What is required:
Read the records beneath this task and copy every line that contains the string "prefix".

Material supplied:
=======

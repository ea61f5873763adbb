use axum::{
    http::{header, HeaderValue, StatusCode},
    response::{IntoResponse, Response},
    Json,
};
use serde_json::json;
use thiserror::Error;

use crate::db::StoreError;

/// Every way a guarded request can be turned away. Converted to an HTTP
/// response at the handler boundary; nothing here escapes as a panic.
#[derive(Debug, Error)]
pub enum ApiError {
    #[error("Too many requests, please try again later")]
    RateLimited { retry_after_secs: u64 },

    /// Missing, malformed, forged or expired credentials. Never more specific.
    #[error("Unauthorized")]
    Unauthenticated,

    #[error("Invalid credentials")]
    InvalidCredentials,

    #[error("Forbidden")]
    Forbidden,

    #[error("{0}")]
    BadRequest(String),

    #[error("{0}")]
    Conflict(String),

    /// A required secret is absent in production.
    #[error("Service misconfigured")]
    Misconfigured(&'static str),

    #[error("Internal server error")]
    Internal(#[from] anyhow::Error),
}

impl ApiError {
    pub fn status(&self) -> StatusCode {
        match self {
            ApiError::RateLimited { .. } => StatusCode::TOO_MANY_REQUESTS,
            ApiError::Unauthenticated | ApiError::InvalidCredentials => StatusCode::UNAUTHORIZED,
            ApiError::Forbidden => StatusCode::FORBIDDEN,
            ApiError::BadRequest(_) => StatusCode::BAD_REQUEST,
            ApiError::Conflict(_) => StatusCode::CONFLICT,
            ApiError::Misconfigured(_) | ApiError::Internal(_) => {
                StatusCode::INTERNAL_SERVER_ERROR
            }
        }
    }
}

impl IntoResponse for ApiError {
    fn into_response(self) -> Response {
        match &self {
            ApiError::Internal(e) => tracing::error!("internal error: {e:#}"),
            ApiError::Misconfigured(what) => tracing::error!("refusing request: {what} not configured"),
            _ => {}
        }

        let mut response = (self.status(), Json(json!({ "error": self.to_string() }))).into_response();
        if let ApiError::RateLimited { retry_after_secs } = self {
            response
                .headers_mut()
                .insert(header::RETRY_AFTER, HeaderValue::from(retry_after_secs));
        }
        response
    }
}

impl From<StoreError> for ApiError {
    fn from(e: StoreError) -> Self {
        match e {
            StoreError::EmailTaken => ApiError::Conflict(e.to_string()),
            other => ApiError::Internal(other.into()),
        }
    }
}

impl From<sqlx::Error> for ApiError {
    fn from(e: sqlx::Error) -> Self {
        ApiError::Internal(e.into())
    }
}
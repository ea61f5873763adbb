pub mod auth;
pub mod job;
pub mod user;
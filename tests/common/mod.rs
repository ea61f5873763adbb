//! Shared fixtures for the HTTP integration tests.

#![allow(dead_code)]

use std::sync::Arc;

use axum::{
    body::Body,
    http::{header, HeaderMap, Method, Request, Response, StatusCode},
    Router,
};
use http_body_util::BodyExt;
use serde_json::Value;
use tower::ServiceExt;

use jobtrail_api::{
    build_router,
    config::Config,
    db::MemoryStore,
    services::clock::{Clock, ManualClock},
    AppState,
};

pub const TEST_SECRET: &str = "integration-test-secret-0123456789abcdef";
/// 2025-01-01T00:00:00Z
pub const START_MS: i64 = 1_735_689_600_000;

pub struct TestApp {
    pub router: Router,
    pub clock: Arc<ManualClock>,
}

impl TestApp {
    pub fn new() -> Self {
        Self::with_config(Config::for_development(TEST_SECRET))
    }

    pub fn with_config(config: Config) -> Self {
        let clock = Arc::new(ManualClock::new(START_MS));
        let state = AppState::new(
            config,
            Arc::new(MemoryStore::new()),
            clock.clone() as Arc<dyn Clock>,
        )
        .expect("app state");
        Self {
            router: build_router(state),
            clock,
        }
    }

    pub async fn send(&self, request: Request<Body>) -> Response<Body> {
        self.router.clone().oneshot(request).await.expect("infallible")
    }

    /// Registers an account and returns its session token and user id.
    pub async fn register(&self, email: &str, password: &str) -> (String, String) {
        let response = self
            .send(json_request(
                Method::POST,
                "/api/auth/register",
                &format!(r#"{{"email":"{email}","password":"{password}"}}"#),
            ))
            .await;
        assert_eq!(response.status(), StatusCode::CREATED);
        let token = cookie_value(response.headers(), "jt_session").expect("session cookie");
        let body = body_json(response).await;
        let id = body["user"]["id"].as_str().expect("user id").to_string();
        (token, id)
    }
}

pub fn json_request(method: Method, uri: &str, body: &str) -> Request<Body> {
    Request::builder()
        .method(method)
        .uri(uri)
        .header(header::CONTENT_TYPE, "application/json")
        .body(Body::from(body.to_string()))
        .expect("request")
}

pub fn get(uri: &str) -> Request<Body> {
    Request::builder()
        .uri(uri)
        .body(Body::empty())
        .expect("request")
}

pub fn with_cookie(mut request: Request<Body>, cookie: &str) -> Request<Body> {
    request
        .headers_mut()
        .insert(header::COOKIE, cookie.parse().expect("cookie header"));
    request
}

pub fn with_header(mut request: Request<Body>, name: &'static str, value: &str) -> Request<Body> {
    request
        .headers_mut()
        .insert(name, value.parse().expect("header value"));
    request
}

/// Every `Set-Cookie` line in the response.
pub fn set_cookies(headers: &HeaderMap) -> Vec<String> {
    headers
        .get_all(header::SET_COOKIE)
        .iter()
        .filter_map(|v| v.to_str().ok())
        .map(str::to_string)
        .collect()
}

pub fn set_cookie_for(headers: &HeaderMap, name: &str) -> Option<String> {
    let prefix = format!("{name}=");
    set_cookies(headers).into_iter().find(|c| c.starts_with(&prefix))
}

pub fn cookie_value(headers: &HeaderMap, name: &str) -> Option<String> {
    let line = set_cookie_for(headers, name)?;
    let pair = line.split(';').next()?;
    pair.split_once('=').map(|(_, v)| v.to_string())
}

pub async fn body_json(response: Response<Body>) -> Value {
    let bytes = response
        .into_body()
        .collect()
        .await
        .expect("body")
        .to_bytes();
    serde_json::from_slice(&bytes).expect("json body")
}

=======

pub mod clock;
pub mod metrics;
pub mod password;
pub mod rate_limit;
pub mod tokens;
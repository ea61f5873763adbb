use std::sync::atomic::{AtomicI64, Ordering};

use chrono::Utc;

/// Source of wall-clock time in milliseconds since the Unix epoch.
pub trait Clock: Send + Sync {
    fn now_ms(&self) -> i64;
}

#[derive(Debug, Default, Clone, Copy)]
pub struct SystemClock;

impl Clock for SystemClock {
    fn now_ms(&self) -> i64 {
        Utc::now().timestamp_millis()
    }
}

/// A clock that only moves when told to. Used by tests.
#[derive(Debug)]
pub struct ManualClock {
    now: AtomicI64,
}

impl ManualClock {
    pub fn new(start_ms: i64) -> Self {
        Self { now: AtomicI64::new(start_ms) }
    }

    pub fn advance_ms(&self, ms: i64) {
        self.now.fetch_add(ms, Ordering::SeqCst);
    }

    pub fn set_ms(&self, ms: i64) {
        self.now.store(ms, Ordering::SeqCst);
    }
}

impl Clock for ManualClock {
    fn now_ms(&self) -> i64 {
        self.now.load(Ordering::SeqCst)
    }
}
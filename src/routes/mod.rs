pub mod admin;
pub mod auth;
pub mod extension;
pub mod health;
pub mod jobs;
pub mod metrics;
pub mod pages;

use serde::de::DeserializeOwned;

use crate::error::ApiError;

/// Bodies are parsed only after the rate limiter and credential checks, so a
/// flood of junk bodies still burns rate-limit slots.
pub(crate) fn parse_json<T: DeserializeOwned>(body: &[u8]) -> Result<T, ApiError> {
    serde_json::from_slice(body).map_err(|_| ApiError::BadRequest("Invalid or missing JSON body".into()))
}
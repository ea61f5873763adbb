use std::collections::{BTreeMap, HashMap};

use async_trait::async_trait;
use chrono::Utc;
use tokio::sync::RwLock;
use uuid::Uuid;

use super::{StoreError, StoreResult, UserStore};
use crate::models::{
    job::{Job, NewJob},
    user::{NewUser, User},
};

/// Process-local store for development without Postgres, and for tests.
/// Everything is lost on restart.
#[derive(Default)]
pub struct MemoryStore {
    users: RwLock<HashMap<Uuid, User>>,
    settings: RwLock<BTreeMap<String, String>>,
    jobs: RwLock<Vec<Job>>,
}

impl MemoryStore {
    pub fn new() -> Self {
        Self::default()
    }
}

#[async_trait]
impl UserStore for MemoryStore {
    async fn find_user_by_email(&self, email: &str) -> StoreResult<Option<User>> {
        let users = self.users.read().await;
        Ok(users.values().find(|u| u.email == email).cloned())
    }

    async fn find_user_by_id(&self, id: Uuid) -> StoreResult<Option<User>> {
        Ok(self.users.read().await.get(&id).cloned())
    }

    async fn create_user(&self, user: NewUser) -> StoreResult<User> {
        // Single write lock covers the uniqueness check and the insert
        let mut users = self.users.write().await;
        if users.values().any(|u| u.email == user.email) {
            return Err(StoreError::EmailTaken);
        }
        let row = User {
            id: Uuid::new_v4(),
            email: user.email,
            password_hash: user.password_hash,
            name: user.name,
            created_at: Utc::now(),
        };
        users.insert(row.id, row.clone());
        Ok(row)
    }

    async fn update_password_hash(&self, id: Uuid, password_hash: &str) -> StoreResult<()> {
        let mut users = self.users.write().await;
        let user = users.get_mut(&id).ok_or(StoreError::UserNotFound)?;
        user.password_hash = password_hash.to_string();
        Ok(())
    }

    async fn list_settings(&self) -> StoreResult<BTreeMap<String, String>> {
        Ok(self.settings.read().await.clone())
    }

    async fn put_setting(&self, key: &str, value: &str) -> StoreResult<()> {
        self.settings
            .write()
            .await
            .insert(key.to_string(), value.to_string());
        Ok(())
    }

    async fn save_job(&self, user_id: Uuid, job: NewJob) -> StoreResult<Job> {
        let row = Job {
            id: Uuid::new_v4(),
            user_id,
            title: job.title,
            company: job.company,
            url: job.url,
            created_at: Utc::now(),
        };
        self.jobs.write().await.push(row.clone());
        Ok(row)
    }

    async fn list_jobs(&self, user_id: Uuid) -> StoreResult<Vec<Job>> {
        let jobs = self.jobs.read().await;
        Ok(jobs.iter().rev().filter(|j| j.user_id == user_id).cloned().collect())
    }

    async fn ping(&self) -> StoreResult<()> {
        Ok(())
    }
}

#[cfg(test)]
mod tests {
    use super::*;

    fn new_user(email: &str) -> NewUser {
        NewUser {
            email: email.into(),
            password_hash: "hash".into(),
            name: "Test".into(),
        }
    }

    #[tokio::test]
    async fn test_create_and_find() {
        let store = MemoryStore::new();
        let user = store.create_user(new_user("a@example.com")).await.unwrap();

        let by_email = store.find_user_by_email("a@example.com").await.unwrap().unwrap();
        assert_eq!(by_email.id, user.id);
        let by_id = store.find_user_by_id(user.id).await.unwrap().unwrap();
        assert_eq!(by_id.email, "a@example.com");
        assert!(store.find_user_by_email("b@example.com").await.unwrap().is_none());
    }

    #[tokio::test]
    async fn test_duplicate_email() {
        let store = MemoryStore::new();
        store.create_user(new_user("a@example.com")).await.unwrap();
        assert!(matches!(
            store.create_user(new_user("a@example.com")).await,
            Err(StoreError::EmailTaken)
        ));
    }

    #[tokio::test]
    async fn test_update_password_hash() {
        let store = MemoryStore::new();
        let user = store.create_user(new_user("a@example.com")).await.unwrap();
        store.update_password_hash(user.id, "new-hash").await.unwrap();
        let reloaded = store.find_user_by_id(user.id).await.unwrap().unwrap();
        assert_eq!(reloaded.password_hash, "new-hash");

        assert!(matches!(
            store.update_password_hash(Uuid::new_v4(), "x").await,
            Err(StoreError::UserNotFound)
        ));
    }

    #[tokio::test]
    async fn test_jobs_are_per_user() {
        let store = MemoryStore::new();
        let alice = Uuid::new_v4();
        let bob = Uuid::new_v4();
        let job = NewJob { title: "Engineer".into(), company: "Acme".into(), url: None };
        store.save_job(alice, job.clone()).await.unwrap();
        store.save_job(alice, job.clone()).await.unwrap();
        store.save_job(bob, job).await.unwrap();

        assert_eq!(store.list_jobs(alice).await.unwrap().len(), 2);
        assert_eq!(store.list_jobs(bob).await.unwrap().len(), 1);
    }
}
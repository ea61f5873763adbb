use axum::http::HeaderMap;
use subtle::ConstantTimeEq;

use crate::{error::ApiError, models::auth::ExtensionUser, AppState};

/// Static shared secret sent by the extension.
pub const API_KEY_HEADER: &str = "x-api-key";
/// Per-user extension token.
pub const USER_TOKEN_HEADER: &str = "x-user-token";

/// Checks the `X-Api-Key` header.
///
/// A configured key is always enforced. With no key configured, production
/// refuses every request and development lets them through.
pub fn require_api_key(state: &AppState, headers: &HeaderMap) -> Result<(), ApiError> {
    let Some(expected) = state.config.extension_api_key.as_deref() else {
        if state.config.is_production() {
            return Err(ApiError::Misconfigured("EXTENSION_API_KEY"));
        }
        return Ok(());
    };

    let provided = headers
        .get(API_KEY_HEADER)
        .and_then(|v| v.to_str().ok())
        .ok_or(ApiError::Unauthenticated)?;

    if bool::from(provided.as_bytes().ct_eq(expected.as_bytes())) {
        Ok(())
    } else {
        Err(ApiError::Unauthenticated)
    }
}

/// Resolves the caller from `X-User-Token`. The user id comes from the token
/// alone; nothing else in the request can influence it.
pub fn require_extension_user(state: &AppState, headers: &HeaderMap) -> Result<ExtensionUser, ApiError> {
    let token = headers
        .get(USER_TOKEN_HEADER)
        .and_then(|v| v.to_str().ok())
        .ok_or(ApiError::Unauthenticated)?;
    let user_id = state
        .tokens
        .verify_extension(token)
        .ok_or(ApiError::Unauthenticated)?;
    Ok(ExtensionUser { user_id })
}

=======

Your response:
    let prefix = format!("{name}=");
    set_cookies(headers).into_iter().find(|c| c.starts_with(&prefix))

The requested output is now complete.